【ご報告】第27回ファンドレイジング研究会
テーマ:「擬似私募債を活かしたファンドレイジング徹底解説」
日時:2012年5月8日(火)18時30分~20時30分
会場:会場:日本財団ビル 第1+2会議室
講師:全国NPOバンク連絡会 多賀俊二 氏
ほっとコミュニティえどがわ 理事 露木尚文 氏
記録担当:村松正彦(日本ファンドレイジング協会ボランティア)
【多賀氏の講演】
擬似私募債とは、関係者、支持者、サポーターにローンを組むイメージ。「市民債」「コミュニティボンド」も同じようなもの。NPOはなかなか銀行から資金を得るのが難しいため、こういう仕組みが出来た。NPO、ソーシャルビジネスが銀行ではなかなか理解されにくい。
一方で、擬似私募債はメリットが多い。擬似私募債は実質的には「ローンの束」。擬似私募債についての法律は無いので、法律に囚われずに自由に設計が出来る。
NPOと擬似私募債は相性が良い。その理由は、NPOの支援者のネットワークを通じて資金を集められる事。なので、彼らから信頼関係をベースにお金を借りる事が出来る。応援したい団体から高い金利を取ろうとは思わないので、金利を安く設定する事も出来る。
【露木氏の講演】
ほっとコミュニティえどがわの理事をしている。高齢者の住宅を作る時に疑似私募債を発行した。それを振り返り、現状と課題を話したい。
高齢者へのサポートは、ヘルパーを頼むか老人ホームに住むかが主な選択肢だが、ほっとコミュニティえどがわは「グループリビング」というものを提案している。これは、1日に何度か知人と顔を合わせる程度の共同住宅。
2000年頃に、“NPOを設立し自分達で資金を集めて高齢者グループ・ハウス「ほっと館」を作る”と決めて資金集めを始めた。しかし銀行からの借り入れは難しかった。
そこで「まずは入居したい人を先に集めよう」と考え、イベント・シンポジウムを開催し、賛同者を集めた。賛同者を中心に借入(ほっと債)の協力をお願いしたところ、1000万円以上を借り入れる事が出来た。

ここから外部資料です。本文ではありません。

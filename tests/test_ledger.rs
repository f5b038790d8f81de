// SPDX-License-Identifier: MIT
// SPDX-FileCopyrightText: 2025-2026 natyamatsya contributors
//
// Tests for the guarded ledger, its unguarded twin, and the concurrent
// customer workload.

use std::sync::atomic::{AtomicUsize, Ordering};
use std::thread;

use bankipc::{run_workload, Account, Ledger, UnguardedLedger, Withdrawal, WorkloadConfig};
use proptest::prelude::*;

#[test]
fn deposit_returns_new_balance() {
    let acct = Ledger::new(100);
    assert_eq!(acct.deposit(50), 150);
    assert_eq!(acct.deposit(1), 151);
    assert_eq!(acct.balance(), 151);
}

#[test]
fn withdraw_within_balance() {
    let acct = Ledger::new(100);
    assert_eq!(acct.withdraw(30), Withdrawal::Completed { balance: 70 });
    assert_eq!(acct.balance(), 70);
}

#[test]
fn withdraw_exact_balance() {
    let acct = Ledger::new(30);
    assert_eq!(acct.withdraw(30), Withdrawal::Completed { balance: 0 });
}

#[test]
fn insufficient_funds_leaves_balance() {
    let acct = Ledger::new(20);
    let outcome = acct.withdraw(30);
    assert_eq!(
        outcome,
        Withdrawal::InsufficientFunds {
            balance: 20,
            requested: 30
        }
    );
    assert!(!outcome.is_completed());
    assert_eq!(acct.balance(), 20);
}

#[test]
fn negative_opening_balance_rejects_withdrawals() {
    let acct = Ledger::new(-5);
    assert!(!acct.withdraw(1).is_completed());
    assert_eq!(acct.deposit(10), 5);
    assert!(acct.withdraw(5).is_completed());
}

// 100 initial, 5 customers × 3 × (+50, −30) → 400
#[test]
fn concurrency_scenario_ends_at_400() {
    let acct = Ledger::new(100);
    let config = WorkloadConfig::concurrency();
    let report = run_workload(&acct, &config);

    assert_eq!(report.final_balance, 400);
    assert_eq!(acct.balance(), 400);
    assert_eq!(report.deposits, 15);
    assert_eq!(report.withdrawals_completed, 15);
    assert_eq!(report.withdrawals_rejected, 0);
    assert_eq!(report.lost_amount(100), 0);
    assert!(report.min_observed_balance >= 0);
}

#[test]
fn stress_has_no_lost_updates() {
    let acct = Ledger::new(100);
    let config = WorkloadConfig::stress();
    let report = run_workload(&acct, &config);

    assert_eq!(report.deposits, 150);
    assert_eq!(report.final_balance, 100 + 150 * 20);
    assert_eq!(report.expected_balance(100), report.final_balance);
}

#[test]
fn many_threads_many_rounds() {
    let acct = Ledger::new(0);
    let config = WorkloadConfig {
        workers: 16,
        rounds: 500,
        deposit: 7,
        withdraw: 3,
    };
    let report = run_workload(&acct, &config);
    assert_eq!(report.final_balance, 16 * 500 * 4);
    assert_eq!(report.lost_amount(0), 0);
}

// Withdrawals that race for a limited balance: exactly balance/amount win.
#[test]
fn sufficiency_check_under_contention() {
    let acct = Ledger::new(100);
    let wins = AtomicUsize::new(0);
    let losses = AtomicUsize::new(0);

    thread::scope(|s| {
        for _ in 0..20 {
            s.spawn(|| match acct.withdraw(10) {
                Withdrawal::Completed { balance } => {
                    assert!(balance >= 0);
                    wins.fetch_add(1, Ordering::Relaxed);
                }
                Withdrawal::InsufficientFunds { balance, .. } => {
                    assert!(balance < 10);
                    losses.fetch_add(1, Ordering::Relaxed);
                }
            });
        }
    });

    assert_eq!(wins.load(Ordering::Relaxed), 10);
    assert_eq!(losses.load(Ordering::Relaxed), 10);
    assert_eq!(acct.balance(), 0);
}

#[test]
fn rejected_withdrawals_are_counted() {
    // Every customer withdraws more than it deposits; most attempts fail.
    let acct = Ledger::new(0);
    let config = WorkloadConfig {
        workers: 4,
        rounds: 10,
        deposit: 10,
        withdraw: 25,
    };
    let report = run_workload(&acct, &config);
    assert_eq!(report.withdrawals_completed + report.withdrawals_rejected, 40);
    assert!(report.withdrawals_rejected > 0);
    assert_eq!(report.final_balance, report.expected_balance(0));
    assert!(report.final_balance >= 0);
}

#[test]
fn ledger_usable_through_trait_object() {
    let accounts: Vec<Box<dyn Account>> =
        vec![Box::new(Ledger::new(10)), Box::new(UnguardedLedger::new(10))];
    for acct in &accounts {
        let report = run_workload(acct.as_ref(), &WorkloadConfig {
            workers: 1,
            rounds: 2,
            deposit: 5,
            withdraw: 5,
        });
        assert_eq!(report.final_balance, 10);
    }
}

// The unguarded ledger is exact without contention; under contention it
// still completes and accounts for every attempt, even if updates are lost.
#[test]
fn unguarded_completes_under_contention() {
    let acct = UnguardedLedger::new(100);
    let config = WorkloadConfig::stress();
    let report = run_workload(&acct, &config);

    assert_eq!(report.deposits, 150);
    assert_eq!(report.withdrawals_completed + report.withdrawals_rejected, 150);
    assert!(report.final_balance >= 0);
}

#[derive(Debug, Clone, Copy)]
enum Op {
    Deposit(i64),
    Withdraw(i64),
}

fn op() -> impl Strategy<Value = Op> {
    prop_oneof![
        (1i64..1_000).prop_map(Op::Deposit),
        (1i64..1_000).prop_map(Op::Withdraw),
    ]
}

proptest! {
    // Sequential operations agree with a plain integer model, and every
    // withdrawal result matches the balance change.
    #[test]
    fn matches_sequential_model(initial in 0i64..1_000, ops in prop::collection::vec(op(), 0..64)) {
        let acct = Ledger::new(initial);
        let mut model = initial;
        for op in ops {
            match op {
                Op::Deposit(d) => {
                    model += d;
                    prop_assert_eq!(acct.deposit(d), model);
                }
                Op::Withdraw(w) => {
                    let before = acct.balance();
                    let outcome = acct.withdraw(w);
                    if w <= model {
                        model -= w;
                        prop_assert_eq!(outcome, Withdrawal::Completed { balance: model });
                    } else {
                        prop_assert_eq!(outcome, Withdrawal::InsufficientFunds { balance: model, requested: w });
                        prop_assert_eq!(acct.balance(), before);
                    }
                }
            }
        }
        prop_assert_eq!(acct.balance(), model);
    }
}

proptest! {
    #![proptest_config(ProptestConfig::with_cases(32))]

    // Each worker withdraws no more than it just deposited, so every
    // withdrawal is covered and the final balance is fully determined.
    #[test]
    fn concurrent_covered_withdrawals_never_lose_updates(
        initial in 0i64..500,
        pairs in prop::collection::vec((1i64..100, 0i64..100), 1..12),
    ) {
        let acct = Ledger::new(initial);
        thread::scope(|s| {
            for &(d, w) in &pairs {
                let acct = &acct;
                s.spawn(move || {
                    acct.deposit(d);
                    let w = w.min(d);
                    if w > 0 {
                        assert!(acct.withdraw(w).is_completed());
                    }
                });
            }
        });
        let expected = initial + pairs.iter().map(|&(d, w)| d - w.min(d)).sum::<i64>();
        prop_assert_eq!(acct.balance(), expected);
    }
}
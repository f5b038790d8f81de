// SPDX-License-Identifier: MIT
// SPDX-FileCopyrightText: 2025-2026 natyamatsya contributors
//
// POSIX implementation of the anonymous kernel pipe.
// Thin wrappers over pipe(2), read(2), write(2), poll(2) and close(2);
// retries on EINTR and leaves every other errno to the caller.

use std::io;
use std::time::{Duration, Instant};

/// Largest write the kernel is required to perform without blocking once
/// the pipe reports writable (POSIX `_POSIX_PIPE_BUF`).
pub const WRITABLE_GUARANTEE: usize = 512;

/// One end of a POSIX pipe. Owns the file descriptor.
#[derive(Debug)]
pub struct PipeHandle {
    fd: libc::c_int,
}

/// Create a pipe. Returns `(read_end, write_end)`.
///
/// Both descriptors are close-on-exec so that spawned programs do not
/// inherit a stray write end and keep the reader from seeing EOF. Where
/// pipe2(2) exists the flag is set atomically with creation.
#[cfg(any(
    target_os = "linux",
    target_os = "android",
    target_os = "freebsd",
    target_os = "netbsd",
    target_os = "openbsd",
    target_os = "dragonfly",
    target_os = "illumos",
    target_os = "solaris"
))]
pub fn create_pipe() -> io::Result<(PipeHandle, PipeHandle)> {
    let mut fds = [0 as libc::c_int; 2];
    let ret = unsafe { libc::pipe2(fds.as_mut_ptr(), libc::O_CLOEXEC) };
    if ret == -1 {
        return Err(io::Error::last_os_error());
    }
    Ok((PipeHandle { fd: fds[0] }, PipeHandle { fd: fds[1] }))
}

/// Create a pipe. Returns `(read_end, write_end)`.
///
/// No pipe2(2) here, so close-on-exec is set right after creation.
#[cfg(not(any(
    target_os = "linux",
    target_os = "android",
    target_os = "freebsd",
    target_os = "netbsd",
    target_os = "openbsd",
    target_os = "dragonfly",
    target_os = "illumos",
    target_os = "solaris"
)))]
pub fn create_pipe() -> io::Result<(PipeHandle, PipeHandle)> {
    let mut fds = [0 as libc::c_int; 2];
    let ret = unsafe { libc::pipe(fds.as_mut_ptr()) };
    if ret == -1 {
        return Err(io::Error::last_os_error());
    }
    let read = PipeHandle { fd: fds[0] };
    let write = PipeHandle { fd: fds[1] };
    read.set_cloexec()?;
    write.set_cloexec()?;
    Ok((read, write))
}

/// Whether `err` means the system ran out of descriptors, memory or threads.
pub fn is_exhaustion(err: &io::Error) -> bool {
    matches!(
        err.raw_os_error(),
        Some(libc::EMFILE) | Some(libc::ENFILE) | Some(libc::ENOMEM) | Some(libc::EAGAIN)
    )
}

/// Whether `err` from a write means the read end is gone.
pub fn is_broken_pipe(err: &io::Error) -> bool {
    err.raw_os_error() == Some(libc::EPIPE)
}

impl PipeHandle {
    #[cfg(not(any(
        target_os = "linux",
        target_os = "android",
        target_os = "freebsd",
        target_os = "netbsd",
        target_os = "openbsd",
        target_os = "dragonfly",
        target_os = "illumos",
        target_os = "solaris"
    )))]
    fn set_cloexec(&self) -> io::Result<()> {
        let flags = unsafe { libc::fcntl(self.fd, libc::F_GETFD) };
        if flags == -1 {
            return Err(io::Error::last_os_error());
        }
        let ret = unsafe { libc::fcntl(self.fd, libc::F_SETFD, flags | libc::FD_CLOEXEC) };
        if ret == -1 {
            return Err(io::Error::last_os_error());
        }
        Ok(())
    }

    /// Read up to `buf.len()` bytes. `Ok(0)` means end-of-stream.
    pub fn read(&self, buf: &mut [u8]) -> io::Result<usize> {
        loop {
            let n = unsafe { libc::read(self.fd, buf.as_mut_ptr().cast(), buf.len()) };
            if n >= 0 {
                return Ok(n as usize);
            }
            let err = io::Error::last_os_error();
            if err.kind() != io::ErrorKind::Interrupted {
                return Err(err);
            }
        }
    }

    /// Write up to `buf.len()` bytes; the kernel may accept fewer.
    /// Fails with `EPIPE` when no reader is left.
    pub fn write(&self, buf: &[u8]) -> io::Result<usize> {
        loop {
            let n = unsafe { libc::write(self.fd, buf.as_ptr().cast(), buf.len()) };
            if n >= 0 {
                return Ok(n as usize);
            }
            let err = io::Error::last_os_error();
            if err.kind() != io::ErrorKind::Interrupted {
                return Err(err);
            }
        }
    }

    /// Wait until a read would not block (data buffered or writer gone).
    /// Returns `Ok(false)` on timeout.
    pub fn wait_readable(&self, timeout: Duration) -> io::Result<bool> {
        self.poll(libc::POLLIN, timeout)
    }

    /// Wait until a write of up to `WRITABLE_GUARANTEE` bytes would not
    /// block (space available or reader gone). Returns `Ok(false)` on timeout.
    pub fn wait_writable(&self, timeout: Duration) -> io::Result<bool> {
        self.poll(libc::POLLOUT, timeout)
    }

    fn poll(&self, events: libc::c_short, timeout: Duration) -> io::Result<bool> {
        // A timeout past the end of the clock waits without bound.
        let deadline = Instant::now().checked_add(timeout);
        loop {
            let millis = match deadline {
                Some(deadline) => poll_millis(deadline.saturating_duration_since(Instant::now())),
                None => -1,
            };
            let mut pfd = libc::pollfd {
                fd: self.fd,
                events,
                revents: 0,
            };
            let ret = unsafe { libc::poll(&mut pfd, 1, millis) };
            match ret {
                0 => return Ok(false),
                n if n > 0 => return Ok(true),
                _ => {
                    let err = io::Error::last_os_error();
                    if err.kind() != io::ErrorKind::Interrupted {
                        return Err(err);
                    }
                }
            }
        }
    }

    /// Close the descriptor, reporting the result of close(2).
    pub fn close(mut self) -> io::Result<()> {
        let fd = std::mem::replace(&mut self.fd, -1);
        let ret = unsafe { libc::close(fd) };
        if ret == -1 {
            return Err(io::Error::last_os_error());
        }
        Ok(())
    }
}

/// Round up to whole milliseconds so a sub-millisecond timeout still waits.
fn poll_millis(d: Duration) -> libc::c_int {
    let ms = d.as_nanos().div_ceil(1_000_000);
    ms.min(libc::c_int::MAX as u128) as libc::c_int
}

impl Drop for PipeHandle {
    fn drop(&mut self) {
        if self.fd >= 0 {
            unsafe { libc::close(self.fd) };
        }
    }
}
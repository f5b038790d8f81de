// SPDX-License-Identifier: MIT
// SPDX-FileCopyrightText: 2025-2026 natyamatsya contributors

#[cfg(unix)]
pub mod posix;

#[cfg(windows)]
pub mod windows;

// Re-export the platform-specific implementations under a uniform name.

#[cfg(unix)]
pub use posix::{create_pipe, is_broken_pipe, is_exhaustion, PipeHandle, WRITABLE_GUARANTEE};

#[cfg(windows)]
pub use windows::{create_pipe, is_broken_pipe, is_exhaustion, PipeHandle, WRITABLE_GUARANTEE};
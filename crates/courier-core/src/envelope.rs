//! Type-erased request and response envelopes.
//!
//! A dispatch plan is compiled once per message type but behaviors are
//! shared across all types, so the chain between them carries the message
//! as `dyn Any`. Typed access is a `TypeId` downcast; no reflection happens
//! at call time.
//!
//! [`Request`] is cheap to clone: the message lives behind an `Arc`, which
//! lets post-processors look at it again after the Main handler returned.

use std::any::{Any, TypeId};
use std::fmt;
use std::sync::Arc;

use tokio_util::sync::CancellationToken;

use crate::error::{MediatorError, MediatorResult};
use crate::message::{Message, MessageKind};
use crate::resolver::{Resolver, ResolverExt};

/// The envelope handed to every stage of a dispatch plan.
#[derive(Clone)]
pub struct Request {
    message: Arc<dyn Any + Send + Sync>,
    message_type: TypeId,
    message_name: &'static str,
    kind: MessageKind,
    resolver: Arc<dyn Resolver>,
    token: CancellationToken,
}

impl Request {
    /// Wraps `message` for dispatch as `kind`.
    pub fn new<M: Message>(
        message: M,
        kind: MessageKind,
        resolver: Arc<dyn Resolver>,
        token: CancellationToken,
    ) -> Self {
        Self {
            message: Arc::new(message),
            message_type: TypeId::of::<M>(),
            message_name: std::any::type_name::<M>(),
            kind,
            resolver,
            token,
        }
    }

    /// Returns the runtime type of the carried message.
    pub fn message_type(&self) -> TypeId {
        self.message_type
    }

    /// Returns the type name of the carried message.
    pub fn message_name(&self) -> &'static str {
        self.message_name
    }

    /// Returns the kind the message is dispatched as.
    pub fn kind(&self) -> MessageKind {
        self.kind
    }

    /// Returns `true` if the envelope carries an `M`.
    pub fn is<M: Message>(&self) -> bool {
        self.message_type == TypeId::of::<M>()
    }

    /// Borrows the message as `M`, if that is what it is.
    pub fn message<M: Message>(&self) -> Option<&M> {
        self.message.downcast_ref::<M>()
    }

    /// Borrows the message as `M`, failing with a type mismatch otherwise.
    pub fn downcast_message<M: Message>(&self) -> MediatorResult<&M> {
        self.message::<M>()
            .ok_or(MediatorError::MessageTypeMismatch {
                expected: std::any::type_name::<M>(),
                found: self.message_name,
            })
    }

    /// Replaces the carried message.
    ///
    /// Behaviors use this to transform a message before passing it on. The
    /// replacement must be of the same type; inner stages downcast to it.
    pub fn replace_message<M: Message>(&mut self, message: M) -> MediatorResult<()> {
        if !self.is::<M>() {
            return Err(MediatorError::MessageTypeMismatch {
                expected: self.message_name,
                found: std::any::type_name::<M>(),
            });
        }
        self.message = Arc::new(message);
        Ok(())
    }

    /// Returns the resolver for this call.
    pub fn resolver(&self) -> &Arc<dyn Resolver> {
        &self.resolver
    }

    /// Resolves an instance of `T` through this call's resolver.
    pub fn resolve<T: Send + Sync + 'static>(&self) -> MediatorResult<Arc<T>> {
        self.resolver.resolve::<T>()
    }

    /// Returns the cancellation token for this call.
    pub fn token(&self) -> &CancellationToken {
        &self.token
    }

    /// Swaps in a different cancellation token for inner stages.
    pub fn set_token(&mut self, token: CancellationToken) {
        self.token = token;
    }

    /// Fails with [`MediatorError::Cancelled`] once the token has fired.
    pub fn ensure_active(&self) -> MediatorResult<()> {
        if self.token.is_cancelled() {
            Err(MediatorError::Cancelled)
        } else {
            Ok(())
        }
    }
}

impl fmt::Debug for Request {
    fn fmt(&self, f: &mut fmt::Formatter<'_>) -> fmt::Result {
        f.debug_struct("Request")
            .field("message", &self.message_name)
            .field("kind", &self.kind)
            .field("cancelled", &self.token.is_cancelled())
            .finish_non_exhaustive()
    }
}

/// The type-erased value produced by a dispatch plan.
pub struct Response(Box<dyn Any + Send + Sync>);

impl Response {
    /// Boxes `value` as a response.
    pub fn new<T: Send + Sync + 'static>(value: T) -> Self {
        Self(Box::new(value))
    }

    /// The response of an event publish.
    pub fn unit() -> Self {
        Self::new(())
    }

    /// Returns `true` if the response holds a `T`.
    pub fn is<T: 'static>(&self) -> bool {
        self.0.is::<T>()
    }

    /// Borrows the response as `T`.
    pub fn downcast_ref<T: 'static>(&self) -> Option<&T> {
        self.0.downcast_ref::<T>()
    }

    /// Unwraps the response as `T`.
    pub fn downcast<T: 'static>(self) -> MediatorResult<T> {
        self.0
            .downcast::<T>()
            .map(|value| *value)
            .map_err(|_| MediatorError::ResponseTypeMismatch {
                expected: std::any::type_name::<T>(),
            })
    }
}

impl fmt::Debug for Response {
    fn fmt(&self, f: &mut fmt::Formatter<'_>) -> fmt::Result {
        f.debug_struct("Response").finish_non_exhaustive()
    }
}

#[cfg(test)]
mod tests {
    use super::*;
    use crate::resolver::Container;

    #[derive(Debug, PartialEq)]
    struct Rename(String);
    crate::command!(Rename);

    struct Other;
    crate::command!(Other);

    fn request() -> Request {
        Request::new(
            Rename("a".into()),
            MessageKind::Command,
            Arc::new(Container::new()),
            CancellationToken::new(),
        )
    }

    #[test]
    fn test_typed_access() {
        let req = request();
        assert!(req.is::<Rename>());
        assert_eq!(req.message::<Rename>(), Some(&Rename("a".into())));
        assert!(req.message::<Other>().is_none());
        assert!(matches!(
            req.downcast_message::<Other>(),
            Err(MediatorError::MessageTypeMismatch { .. })
        ));
    }

    #[test]
    fn test_replace_message_keeps_type() {
        let mut req = request();
        let snapshot = req.clone();
        req.replace_message(Rename("b".into())).unwrap();
        assert_eq!(req.message::<Rename>(), Some(&Rename("b".into())));
        assert_eq!(snapshot.message::<Rename>(), Some(&Rename("a".into())));
        assert!(req.replace_message(Other).is_err());
    }

    #[test]
    fn test_ensure_active_observes_token() {
        let req = request();
        assert!(req.ensure_active().is_ok());
        req.token().cancel();
        assert!(req.ensure_active().unwrap_err().is_cancelled());
    }

    #[test]
    fn test_response_downcast() {
        let res = Response::new(7_i64);
        assert_eq!(res.downcast_ref::<i64>(), Some(&7));
        assert!(matches!(
            Response::unit().downcast::<i64>(),
            Err(MediatorError::ResponseTypeMismatch { .. })
        ));
        assert_eq!(Response::new(7_i64).downcast::<i64>().unwrap(), 7);
    }
}
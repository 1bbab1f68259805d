//! Counter demo.
//!
//! Run with `RUST_LOG=debug cargo run -p counter` to see the dispatch spans.

use std::sync::atomic::{AtomicI64, Ordering};
use std::sync::{Arc, OnceLock};

use courier::prelude::*;
use courier::runtime::ConfigLoader;
use thiserror::Error;
use tracing::info;

// =============================================================================
// Messages
// =============================================================================

struct Increment {
    by: i64,
}
command!(Increment => i64);

struct Reset;
command!(Reset);

struct CurrentTotal;
query!(CurrentTotal => i64);

struct TotalChanged {
    total: i64,
}
event!(TotalChanged);

// =============================================================================
// State and handlers
// =============================================================================

#[derive(Default)]
struct Store(AtomicI64);

#[derive(Debug, Error)]
#[error("increment must be between 1 and 100, got {0}")]
struct InvalidIncrement(i64);

struct IncrementHandler {
    store: Arc<Store>,
    // Set once the runtime is built.
    mediator: Arc<OnceLock<Mediator>>,
}

#[async_trait]
impl Handler<Increment> for IncrementHandler {
    async fn handle(&self, cmd: &Increment, token: &CancellationToken) -> Result<i64, BoxError> {
        let total = self.store.0.fetch_add(cmd.by, Ordering::SeqCst) + cmd.by;
        if let Some(mediator) = self.mediator.get() {
            mediator
                .publish_with_token(TotalChanged { total }, token.clone())
                .await?;
        }
        Ok(total)
    }
}

struct ResetHandler(Arc<Store>);

#[async_trait]
impl Handler<Reset> for ResetHandler {
    async fn handle(&self, _: &Reset, _: &CancellationToken) -> Result<(), BoxError> {
        self.0.0.store(0, Ordering::SeqCst);
        Ok(())
    }
}

struct TotalHandler(Arc<Store>);

#[async_trait]
impl Handler<CurrentTotal> for TotalHandler {
    async fn handle(&self, _: &CurrentTotal, _: &CancellationToken) -> Result<i64, BoxError> {
        Ok(self.0.0.load(Ordering::SeqCst))
    }
}

struct ValidateIncrement;

#[async_trait]
impl PreProcessor<Increment> for ValidateIncrement {
    async fn process(&self, cmd: &Increment, _: &CancellationToken) -> Result<(), BoxError> {
        if !(1..=100).contains(&cmd.by) {
            return Err(InvalidIncrement(cmd.by).into());
        }
        Ok(())
    }
}

struct AuditIncrement;

#[async_trait]
impl PostProcessor<Increment> for AuditIncrement {
    async fn process(
        &self,
        cmd: &Increment,
        total: &i64,
        _: &CancellationToken,
    ) -> Result<(), BoxError> {
        info!(by = cmd.by, total, "Increment applied");
        Ok(())
    }
}

struct AnnounceTotal;

#[async_trait]
impl Handler<TotalChanged> for AnnounceTotal {
    async fn handle(&self, event: &TotalChanged, _: &CancellationToken) -> Result<(), BoxError> {
        println!("total is now {}", event.total);
        Ok(())
    }
}

// =============================================================================
// Wiring
// =============================================================================

#[tokio::main]
async fn main() -> anyhow::Result<()> {
    let store = Arc::new(Store::default());
    let slot: Arc<OnceLock<Mediator>> = Arc::new(OnceLock::new());

    let mut container = Container::new();
    let shared = store.clone();
    let lookup = slot.clone();
    container
        .register_transient(move |_: &dyn Resolver| {
            Ok(IncrementHandler {
                store: shared.clone(),
                mediator: lookup.clone(),
            })
        })
        .register_singleton({
            let store = store.clone();
            move |_: &dyn Resolver| Ok(ResetHandler(store.clone()))
        })
        .register_singleton({
            let store = store.clone();
            move |_: &dyn Resolver| Ok(TotalHandler(store.clone()))
        })
        .register_instance(ValidateIncrement)
        .register_instance(AuditIncrement)
        .register_instance(AnnounceTotal);

    let mut builder = CourierRuntime::builder()
        .resolver(Arc::new(container))
        .load_config_with(ConfigLoader::new().with_current_dir())?
        .with_logging();
    builder
        .registry_mut()
        .register_command::<Increment, IncrementHandler>()?
        .register_command::<Reset, ResetHandler>()?
        .register_query::<CurrentTotal, TotalHandler>()?
        .register_event::<TotalChanged, AnnounceTotal>()?
        .register_pre::<Increment, ValidateIncrement>()?
        .register_post::<Increment, AuditIncrement>()?;

    let runtime = builder.build()?;
    let mediator = runtime.mediator().clone();
    let _ = slot.set(mediator.clone());

    for by in [5, 10, 250] {
        match mediator.send_command(Increment { by }).await {
            Ok(total) => info!(total, "Incremented"),
            Err(err) => match err.downcast_ref::<InvalidIncrement>() {
                Some(invalid) => info!(%invalid, "Rejected"),
                None => return Err(err.into()),
            },
        }
    }

    let total = mediator.send_query(CurrentTotal).await?;
    println!("final total: {total}");

    mediator.send_command(Reset).await?;
    assert_eq!(mediator.send_query(CurrentTotal).await?, 0);
    Ok(())
}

ほっと債への協力者が多数出てきた事が団体の信用力を高めたため、その後、金融機関から融資を受けることができた。また、ほっと債の協力者の中から、大口の融資に応じても良いという人達が出て来たので、彼らに大口の借り入れ(ほっとゆうし)の協力を呼びかけたところ、2000万円以上の資金調達出来た。
【質疑応答】
質問者: 1000万円の公募で2000万円の申し込みが来る場合、途中で公募額を変える事が出来るか?
多賀氏:疑似私募債は柔軟なので、1000万円の公募で2000万円集めることも可能。ただし、返済のリスクがあるので団体の体力にあった借り入れを勧める。
質問者:ほっと債は10年後に一括償還との事だが、本当に「返してください」という人はいるか?その場合のその人の出資の扱いは?
露木氏:資金繰りが厳しい時期があったが、今は結構収入がある。今は全額返済するつもりで用意しているが、
借り換え等の可能性もある。貸し手の顔がわかっているので彼らと相談しながら進めて行き易い。彼らが次回も出資してくれる可能性が高い。疑似私募債は法律的には曖昧な面も多いので、実際に行う場合は専門家と相談しながら進めるのが良い。